For the records that follow, give the number of lines in which the word "ArgAction" occurs, with nothing added.

Saved entries
==*==

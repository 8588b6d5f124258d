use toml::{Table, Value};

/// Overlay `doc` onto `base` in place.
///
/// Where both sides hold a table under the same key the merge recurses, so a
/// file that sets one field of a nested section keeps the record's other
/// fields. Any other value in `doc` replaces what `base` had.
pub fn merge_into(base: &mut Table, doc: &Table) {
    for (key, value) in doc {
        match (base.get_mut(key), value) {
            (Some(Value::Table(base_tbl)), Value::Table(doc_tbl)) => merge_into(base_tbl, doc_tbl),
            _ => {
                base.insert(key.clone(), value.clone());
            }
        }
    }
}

==*==

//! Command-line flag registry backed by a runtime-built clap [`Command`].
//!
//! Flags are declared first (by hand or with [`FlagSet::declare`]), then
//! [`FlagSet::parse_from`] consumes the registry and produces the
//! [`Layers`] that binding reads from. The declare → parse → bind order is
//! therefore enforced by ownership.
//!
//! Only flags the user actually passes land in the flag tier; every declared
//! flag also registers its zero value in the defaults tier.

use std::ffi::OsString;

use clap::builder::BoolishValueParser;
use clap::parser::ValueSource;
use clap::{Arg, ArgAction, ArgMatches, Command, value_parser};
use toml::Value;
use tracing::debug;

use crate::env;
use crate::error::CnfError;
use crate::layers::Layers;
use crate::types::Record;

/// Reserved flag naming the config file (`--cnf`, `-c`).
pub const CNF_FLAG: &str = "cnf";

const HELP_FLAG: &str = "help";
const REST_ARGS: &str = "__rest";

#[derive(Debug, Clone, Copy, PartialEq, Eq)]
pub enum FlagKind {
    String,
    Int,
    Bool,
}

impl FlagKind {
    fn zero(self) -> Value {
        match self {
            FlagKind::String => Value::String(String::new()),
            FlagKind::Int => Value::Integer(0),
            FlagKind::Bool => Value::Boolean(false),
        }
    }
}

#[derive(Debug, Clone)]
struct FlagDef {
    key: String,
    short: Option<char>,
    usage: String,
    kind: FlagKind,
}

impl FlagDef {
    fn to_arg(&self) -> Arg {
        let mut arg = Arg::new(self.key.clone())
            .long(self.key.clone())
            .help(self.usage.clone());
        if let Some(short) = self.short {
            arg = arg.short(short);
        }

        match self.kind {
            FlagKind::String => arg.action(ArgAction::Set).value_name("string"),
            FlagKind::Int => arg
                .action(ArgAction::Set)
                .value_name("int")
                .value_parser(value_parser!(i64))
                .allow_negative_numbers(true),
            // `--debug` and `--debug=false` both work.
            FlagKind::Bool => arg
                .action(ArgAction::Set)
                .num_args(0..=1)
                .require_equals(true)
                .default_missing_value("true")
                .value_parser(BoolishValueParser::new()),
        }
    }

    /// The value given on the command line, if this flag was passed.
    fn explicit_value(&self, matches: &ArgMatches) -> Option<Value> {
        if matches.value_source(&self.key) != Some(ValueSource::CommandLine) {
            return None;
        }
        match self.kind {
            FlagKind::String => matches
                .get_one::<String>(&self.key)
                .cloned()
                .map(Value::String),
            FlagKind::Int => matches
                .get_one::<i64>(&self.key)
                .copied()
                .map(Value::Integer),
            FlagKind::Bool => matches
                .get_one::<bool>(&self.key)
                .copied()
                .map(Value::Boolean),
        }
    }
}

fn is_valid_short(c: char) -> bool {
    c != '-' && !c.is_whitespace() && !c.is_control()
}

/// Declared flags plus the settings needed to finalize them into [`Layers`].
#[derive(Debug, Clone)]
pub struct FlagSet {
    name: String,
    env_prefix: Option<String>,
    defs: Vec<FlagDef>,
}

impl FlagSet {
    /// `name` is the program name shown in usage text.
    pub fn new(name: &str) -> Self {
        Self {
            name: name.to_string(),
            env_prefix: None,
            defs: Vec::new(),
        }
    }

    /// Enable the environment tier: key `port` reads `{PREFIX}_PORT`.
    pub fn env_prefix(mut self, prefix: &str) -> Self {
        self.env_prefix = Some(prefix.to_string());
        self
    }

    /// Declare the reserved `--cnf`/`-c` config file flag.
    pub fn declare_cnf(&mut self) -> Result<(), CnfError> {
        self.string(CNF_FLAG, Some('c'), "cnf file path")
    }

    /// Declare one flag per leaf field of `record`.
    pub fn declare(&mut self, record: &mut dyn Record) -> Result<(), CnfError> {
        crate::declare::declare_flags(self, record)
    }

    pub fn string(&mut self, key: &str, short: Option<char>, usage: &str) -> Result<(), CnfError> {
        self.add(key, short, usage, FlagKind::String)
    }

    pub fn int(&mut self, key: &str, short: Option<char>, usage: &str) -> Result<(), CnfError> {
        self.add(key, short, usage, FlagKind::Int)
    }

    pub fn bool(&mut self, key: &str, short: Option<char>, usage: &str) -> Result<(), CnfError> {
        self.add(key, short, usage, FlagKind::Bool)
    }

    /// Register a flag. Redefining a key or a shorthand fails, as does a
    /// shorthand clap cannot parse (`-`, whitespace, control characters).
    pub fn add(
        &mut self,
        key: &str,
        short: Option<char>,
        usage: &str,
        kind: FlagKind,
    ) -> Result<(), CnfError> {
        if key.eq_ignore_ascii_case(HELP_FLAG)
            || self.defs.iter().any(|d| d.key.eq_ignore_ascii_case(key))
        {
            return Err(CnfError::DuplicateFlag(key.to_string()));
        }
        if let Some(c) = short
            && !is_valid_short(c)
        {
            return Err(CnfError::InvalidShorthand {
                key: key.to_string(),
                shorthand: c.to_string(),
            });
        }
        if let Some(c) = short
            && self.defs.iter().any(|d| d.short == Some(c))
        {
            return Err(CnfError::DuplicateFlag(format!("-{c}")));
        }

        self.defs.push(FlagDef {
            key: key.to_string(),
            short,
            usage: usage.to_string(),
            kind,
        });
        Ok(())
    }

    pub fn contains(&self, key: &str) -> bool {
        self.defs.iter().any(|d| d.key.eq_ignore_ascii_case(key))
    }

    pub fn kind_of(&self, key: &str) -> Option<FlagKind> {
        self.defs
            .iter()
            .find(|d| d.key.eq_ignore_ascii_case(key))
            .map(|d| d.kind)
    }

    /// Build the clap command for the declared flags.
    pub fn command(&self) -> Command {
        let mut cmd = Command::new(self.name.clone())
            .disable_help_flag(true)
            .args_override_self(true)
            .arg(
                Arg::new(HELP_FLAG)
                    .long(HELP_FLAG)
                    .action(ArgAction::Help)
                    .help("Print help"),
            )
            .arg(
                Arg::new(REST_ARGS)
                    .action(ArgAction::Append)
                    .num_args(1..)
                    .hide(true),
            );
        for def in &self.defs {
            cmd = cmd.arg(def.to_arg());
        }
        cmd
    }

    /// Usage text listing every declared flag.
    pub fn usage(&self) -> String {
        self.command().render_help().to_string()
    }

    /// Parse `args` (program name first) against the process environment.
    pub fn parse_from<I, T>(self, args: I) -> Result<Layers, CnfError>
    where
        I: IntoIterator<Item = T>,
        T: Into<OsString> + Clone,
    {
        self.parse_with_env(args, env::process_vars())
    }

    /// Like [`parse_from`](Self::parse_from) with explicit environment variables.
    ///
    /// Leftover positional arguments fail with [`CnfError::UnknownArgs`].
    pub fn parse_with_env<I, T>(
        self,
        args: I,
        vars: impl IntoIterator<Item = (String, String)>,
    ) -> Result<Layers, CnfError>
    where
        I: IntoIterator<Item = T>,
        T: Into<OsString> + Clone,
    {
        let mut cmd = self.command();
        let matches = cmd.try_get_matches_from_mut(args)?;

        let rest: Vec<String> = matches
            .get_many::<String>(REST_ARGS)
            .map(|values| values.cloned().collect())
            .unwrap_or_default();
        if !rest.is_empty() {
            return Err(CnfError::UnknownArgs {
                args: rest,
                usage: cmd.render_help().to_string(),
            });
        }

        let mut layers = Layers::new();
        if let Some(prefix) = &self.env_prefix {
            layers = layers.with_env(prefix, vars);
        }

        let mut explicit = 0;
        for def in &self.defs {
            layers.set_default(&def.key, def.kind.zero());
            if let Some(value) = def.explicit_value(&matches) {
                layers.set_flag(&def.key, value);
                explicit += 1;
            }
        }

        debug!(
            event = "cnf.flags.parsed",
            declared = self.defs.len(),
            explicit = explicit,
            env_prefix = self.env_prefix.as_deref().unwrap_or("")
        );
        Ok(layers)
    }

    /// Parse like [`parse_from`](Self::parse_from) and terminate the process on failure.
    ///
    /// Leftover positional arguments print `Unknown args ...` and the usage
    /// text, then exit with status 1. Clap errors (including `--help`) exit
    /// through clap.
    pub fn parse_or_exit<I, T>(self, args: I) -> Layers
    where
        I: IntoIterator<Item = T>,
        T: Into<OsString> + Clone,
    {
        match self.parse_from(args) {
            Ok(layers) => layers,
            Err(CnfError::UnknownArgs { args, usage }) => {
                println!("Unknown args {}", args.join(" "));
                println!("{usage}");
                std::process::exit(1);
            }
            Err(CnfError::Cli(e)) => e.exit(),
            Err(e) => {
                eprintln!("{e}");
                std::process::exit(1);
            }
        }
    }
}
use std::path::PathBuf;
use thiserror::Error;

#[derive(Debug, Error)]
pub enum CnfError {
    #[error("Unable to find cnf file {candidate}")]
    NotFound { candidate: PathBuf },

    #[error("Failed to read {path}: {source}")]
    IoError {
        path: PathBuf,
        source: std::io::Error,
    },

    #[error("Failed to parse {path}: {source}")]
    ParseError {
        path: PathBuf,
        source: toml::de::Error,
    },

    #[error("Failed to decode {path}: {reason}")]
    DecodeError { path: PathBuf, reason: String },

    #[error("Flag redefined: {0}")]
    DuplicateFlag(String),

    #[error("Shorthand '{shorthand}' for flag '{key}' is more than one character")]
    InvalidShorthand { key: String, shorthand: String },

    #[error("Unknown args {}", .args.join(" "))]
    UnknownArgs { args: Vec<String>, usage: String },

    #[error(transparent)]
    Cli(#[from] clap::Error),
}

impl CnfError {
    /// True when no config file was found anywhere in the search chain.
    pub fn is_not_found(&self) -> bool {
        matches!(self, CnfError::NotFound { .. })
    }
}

==*==

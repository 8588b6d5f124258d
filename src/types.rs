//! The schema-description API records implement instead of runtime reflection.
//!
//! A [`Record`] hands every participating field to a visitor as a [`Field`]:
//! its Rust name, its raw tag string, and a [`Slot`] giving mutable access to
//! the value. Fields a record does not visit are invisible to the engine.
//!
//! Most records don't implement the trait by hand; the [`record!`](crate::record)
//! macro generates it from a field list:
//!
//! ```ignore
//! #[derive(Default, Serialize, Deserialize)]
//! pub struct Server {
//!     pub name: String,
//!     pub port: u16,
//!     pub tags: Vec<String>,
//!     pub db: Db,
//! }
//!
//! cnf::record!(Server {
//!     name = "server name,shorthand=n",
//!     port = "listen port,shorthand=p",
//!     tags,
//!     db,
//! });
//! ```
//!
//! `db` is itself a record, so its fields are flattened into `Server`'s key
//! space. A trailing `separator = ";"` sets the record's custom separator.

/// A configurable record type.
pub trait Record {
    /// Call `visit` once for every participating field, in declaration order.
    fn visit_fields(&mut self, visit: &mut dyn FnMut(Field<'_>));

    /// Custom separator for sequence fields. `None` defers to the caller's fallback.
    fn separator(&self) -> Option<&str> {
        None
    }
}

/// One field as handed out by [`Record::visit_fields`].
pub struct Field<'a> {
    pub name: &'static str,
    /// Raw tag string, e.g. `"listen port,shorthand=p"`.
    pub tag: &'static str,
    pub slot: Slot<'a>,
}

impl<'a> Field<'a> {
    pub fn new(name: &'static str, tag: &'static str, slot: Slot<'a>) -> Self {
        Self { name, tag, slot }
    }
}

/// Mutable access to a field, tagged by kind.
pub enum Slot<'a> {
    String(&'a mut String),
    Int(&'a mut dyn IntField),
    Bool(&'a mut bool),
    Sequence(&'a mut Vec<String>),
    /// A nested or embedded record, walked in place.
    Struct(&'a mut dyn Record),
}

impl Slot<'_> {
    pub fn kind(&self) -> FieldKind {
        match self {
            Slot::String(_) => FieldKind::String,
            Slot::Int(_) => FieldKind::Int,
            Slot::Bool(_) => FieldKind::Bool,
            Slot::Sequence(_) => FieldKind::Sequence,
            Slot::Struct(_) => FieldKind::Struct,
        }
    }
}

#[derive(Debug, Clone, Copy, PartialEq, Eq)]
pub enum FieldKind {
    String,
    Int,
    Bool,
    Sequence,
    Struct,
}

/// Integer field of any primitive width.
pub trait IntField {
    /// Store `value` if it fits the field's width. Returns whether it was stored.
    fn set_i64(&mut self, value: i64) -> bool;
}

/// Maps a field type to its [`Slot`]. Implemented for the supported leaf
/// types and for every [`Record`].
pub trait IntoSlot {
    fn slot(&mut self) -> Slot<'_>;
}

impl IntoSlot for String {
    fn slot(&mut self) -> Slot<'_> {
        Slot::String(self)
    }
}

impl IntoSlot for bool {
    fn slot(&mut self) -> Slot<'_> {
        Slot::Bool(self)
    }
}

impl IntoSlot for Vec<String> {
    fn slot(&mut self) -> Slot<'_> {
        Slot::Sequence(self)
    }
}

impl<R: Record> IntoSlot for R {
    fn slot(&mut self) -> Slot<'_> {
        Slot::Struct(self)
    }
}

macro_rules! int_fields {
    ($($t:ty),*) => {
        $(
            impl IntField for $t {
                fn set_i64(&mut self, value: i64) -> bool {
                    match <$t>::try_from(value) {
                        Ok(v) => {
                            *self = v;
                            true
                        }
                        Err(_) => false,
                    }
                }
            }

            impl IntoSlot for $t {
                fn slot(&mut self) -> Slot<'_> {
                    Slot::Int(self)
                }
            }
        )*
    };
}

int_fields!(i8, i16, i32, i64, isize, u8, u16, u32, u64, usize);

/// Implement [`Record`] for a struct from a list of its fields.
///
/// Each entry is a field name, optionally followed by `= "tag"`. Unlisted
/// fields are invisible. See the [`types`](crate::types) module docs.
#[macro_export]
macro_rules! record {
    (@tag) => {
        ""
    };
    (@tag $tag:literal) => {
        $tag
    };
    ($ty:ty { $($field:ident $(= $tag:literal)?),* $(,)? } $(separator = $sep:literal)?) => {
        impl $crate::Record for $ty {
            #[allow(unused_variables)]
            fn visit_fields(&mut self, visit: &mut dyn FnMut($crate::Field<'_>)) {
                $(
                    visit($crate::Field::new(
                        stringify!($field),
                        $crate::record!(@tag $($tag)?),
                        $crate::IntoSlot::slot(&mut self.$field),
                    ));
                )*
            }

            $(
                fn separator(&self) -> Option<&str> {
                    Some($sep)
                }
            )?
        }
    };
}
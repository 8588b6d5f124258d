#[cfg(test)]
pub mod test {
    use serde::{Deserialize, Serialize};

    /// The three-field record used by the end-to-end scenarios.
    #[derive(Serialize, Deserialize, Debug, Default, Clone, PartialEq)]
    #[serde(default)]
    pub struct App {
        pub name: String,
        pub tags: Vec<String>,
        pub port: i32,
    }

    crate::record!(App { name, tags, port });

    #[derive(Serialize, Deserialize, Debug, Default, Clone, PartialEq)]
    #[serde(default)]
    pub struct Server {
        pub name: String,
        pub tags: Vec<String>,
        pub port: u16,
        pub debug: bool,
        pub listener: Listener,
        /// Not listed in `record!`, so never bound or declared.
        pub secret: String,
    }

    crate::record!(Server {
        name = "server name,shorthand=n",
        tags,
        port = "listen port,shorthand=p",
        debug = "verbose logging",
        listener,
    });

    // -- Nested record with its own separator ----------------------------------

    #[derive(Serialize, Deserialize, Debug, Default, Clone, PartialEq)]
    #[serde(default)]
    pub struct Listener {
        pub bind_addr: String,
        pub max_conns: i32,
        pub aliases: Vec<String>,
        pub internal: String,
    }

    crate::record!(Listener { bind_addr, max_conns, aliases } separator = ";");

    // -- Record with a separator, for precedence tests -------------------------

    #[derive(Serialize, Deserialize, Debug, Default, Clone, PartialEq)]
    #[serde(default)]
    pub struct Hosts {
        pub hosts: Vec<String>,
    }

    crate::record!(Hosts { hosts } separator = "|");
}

==*==

## Completed exercise
6